Yip [35] modelled therapeutic response in retrospective serial 18F-FDG PET data from a single centre, evaluating the impact of contour propagation methodology (RQS: 3). Forty-four out of 45 patients had adenocarcinoma histology. Three preselected features’ deltas (GLCM_JointEntropy, GLRLM_ShortRunHighGreyRunEmphasis, GLZSM_ShortZoneHighGreyLevelEmphasis) were found to be robust to registration algorithm variation.

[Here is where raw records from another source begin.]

use pretty_assertions::assert_eq;
use rowan::TextRange;

use super::ast::{Query, Term};
use super::parse;

fn first_query(source: &str) -> Query {
    let (parse, diagnostics) = parse(source);
    assert!(
        diagnostics.is_empty(),
        "unexpected diagnostics: {diagnostics:?}"
    );
    parse.root().queries().next().expect("no query parsed")
}

#[test]
fn root_statement_accessors() {
    let (parse, _) = parse("$a = label:bug\nis:open\n$a state:closed");
    let root = parse.root();
    assert_eq!(root.statements().count(), 3);
    assert_eq!(root.var_defs().count(), 1);
    // Definition bodies are nested; only top-level queries count here.
    assert_eq!(root.queries().count(), 2);
}

#[test]
fn var_def_name_keeps_sigil() {
    let (parse, _) = parse("$mine = author:@me");
    let def = parse.root().var_defs().next().unwrap();
    assert_eq!(def.name().as_deref(), Some("$mine"));
    let body = def.body().unwrap();
    assert_eq!(body.terms().count(), 1);

    let token = def.name_token().unwrap();
    assert_eq!(token.text_range(), TextRange::new(0.into(), 5.into()));
}

#[test]
fn var_ref_name_and_range() {
    let (parse, _) = parse("$a = x\n$a y");
    let query = parse.root().queries().next().unwrap();
    let Some(Term::VarRef(var_ref)) = query.terms().next() else {
        panic!("expected a variable reference");
    };
    assert_eq!(var_ref.name(), "$a");
    assert_eq!(var_ref.range(), TextRange::new(7.into(), 9.into()));
}

#[test]
fn qualified_value_accessors() {
    let query = first_query("-label:wontfix comments:>5");
    let mut terms = query.qualified_values();

    let negated = terms.next().unwrap();
    assert!(negated.negated());
    assert_eq!(negated.name(), "label");
    assert_eq!(negated.value_text(), "wontfix");
    assert!(!negated.has_comparison());

    let comments = terms.next().unwrap();
    assert!(!comments.negated());
    assert_eq!(comments.name(), "comments");
    assert_eq!(comments.value_text(), ">5");
    assert!(comments.has_comparison());
}

#[test]
fn value_text_covers_ranges_and_lists() {
    let query = first_query("created:2023-01-01..2023-06-30 label:bug,ui");
    let mut terms = query.qualified_values();
    assert_eq!(terms.next().unwrap().value_text(), "2023-01-01..2023-06-30");
    assert_eq!(terms.next().unwrap().value_text(), "bug,ui");
}

#[test]
fn value_text_keeps_quotes() {
    let query = first_query(r#"label:"good first issue""#);
    let qualified = query.qualified_values().next().unwrap();
    assert_eq!(qualified.value_text(), r#""good first issue""#);
}

#[test]
fn values_iterates_or_alternatives() {
    let query = first_query("label:bug,ui,docs");
    let qualified = query.qualified_values().next().unwrap();
    let values: Vec<String> = qualified.values().map(|v| v.unquoted()).collect();
    assert_eq!(values, ["bug", "ui", "docs"]);
}

#[test]
fn literal_unquoted_strips_quotes_and_escapes() {
    let query = first_query(r#"label:"a \"quoted\" label""#);
    let literal = query.qualified_values().next().unwrap().values().next().unwrap();
    assert_eq!(literal.text(), r#""a \"quoted\" label""#);
    assert_eq!(literal.unquoted(), r#"a "quoted" label"#);
}

#[test]
fn quoted_literal_range_covers_both_quotes() {
    let query = first_query(r#"label:"x y""#);
    let literal = query.qualified_values().next().unwrap().values().next().unwrap();
    assert_eq!(literal.range(), TextRange::new(6.into(), 11.into()));
}

#[test]
fn bare_literal_term() {
    let query = first_query("crash label:bug");
    let Some(Term::Literal(literal)) = query.terms().next() else {
        panic!("expected a bare literal");
    };
    assert_eq!(literal.text(), "crash");
    assert_eq!(literal.unquoted(), "crash");
}

#[test]
fn sort_by_accessor() {
    let query = first_query("is:open sort:created-asc");
    let sort = query.sort_by().expect("sort directive");
    assert_eq!(sort.value_text().as_deref(), Some("created-asc"));
    // Sort directives are not terms.
    assert_eq!(query.terms().count(), 1);
}

#[test]
fn query_without_sort() {
    let query = first_query("is:open");
    assert!(query.sort_by().is_none());
}
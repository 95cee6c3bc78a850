//! Command builders for the CLI.

use clap::Command;

use super::args::*;

/// Build the complete CLI with all subcommands.
pub fn build_cli() -> Command {
    Command::new("issueql")
        .about("Search query documents for GitHub issues and pull requests")
        .subcommand_required(true)
        .arg_required_else_help(true)
        .subcommand(check_command())
        .subcommand(ast_command())
        .subcommand(compile_command())
}

fn check_command() -> Command {
    Command::new("check")
        .about("Parse and validate a query document")
        .arg(query_path_arg())
        .arg(query_text_arg())
        .arg(strict_arg())
        .arg(color_arg())
        .after_help(
            r#"EXAMPLES:
  issueql check queries.iql             # validate a document
  issueql check -q 'is:open label:bug'  # validate inline text
  issueql check - < queries.iql         # validate stdin
  issueql check queries.iql --strict    # warnings fail too"#,
        )
}

fn ast_command() -> Command {
    Command::new("ast")
        .about("Show the syntax tree of a query document")
        .arg(query_path_arg())
        .arg(query_text_arg())
        .arg(spans_arg())
        .arg(color_arg())
        .after_help(
            r#"EXAMPLES:
  issueql ast queries.iql               # syntax tree
  issueql ast -q 'comments:>5' --spans  # tree with source positions"#,
        )
}

fn compile_command() -> Command {
    Command::new("compile")
        .about("Compile a query document into search API request parameters")
        .arg(query_path_arg())
        .arg(query_text_arg())
        .arg(compact_arg())
        .arg(color_arg())
        .after_help(
            r#"EXAMPLES:
  issueql compile queries.iql                     # one request per query line
  issueql compile -q 'is:open sort:created-asc'   # inline
  issueql compile queries.iql --compact | jq .    # machine-readable"#,
        )
}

Radiomic features’ volume dependence

Several studies identified associations between observed radiomic features and tumour volume [35, 49]. Following Hatt’s recommendations [50], Van Rossum and Foley excluded small tumours from their analyses [4, 25]. Volume confounding may be evaluated by inclusion of volume as a predictor [50]. Several studies also noted the limitation that radiomic features may vary according to segmentation method [10, 28, 31, 45].

Radiomic feature selection frequency

The feature space of radiomic models varied considerably between studies. Disregarding image transformations, 21/25 identified features were recommended by one study each. The most frequently selected feature was GLCM_JointEntropy, appearing in five PET studies [4, 28,29,30, 35] and one CT study [30]. A histogram of radiomic feature selection frequency is provided in Fig. 3. Significant radiomic features extracted from each article are provided in Additional file 1: Data S4.

Fig. 3
figure 3

Histogram of radiomic feature recommendations by modality, excluding image transforms. Up to five features were extracted from each study, according to significance or model contribution. GLCM grey-level co-occurrence matrix, GLDZM grey-level distance-zone matrix, GLRLM grey-level run length matrix, GLSZM grey-level size zone matrix, NGTDM neighbouring grey tone difference matrix, NGLDM neighbouring grey-level dependence matrix

Discussion

Summary of findings

Although staging models demonstrated discriminative capacity [25, 26], sensitivity afforded by radiologists was unmatched. Radiomic models of therapeutic response demonstrated marginally higher discrimination than clinical models in three studies [4, 6, 27]. However, radiomic features did not improve clinical models’ sensitivity to residual disease where evaluated [4, 28]. Survival models were informative; however, generalisability was limited [5, 10, 41, 43, 45].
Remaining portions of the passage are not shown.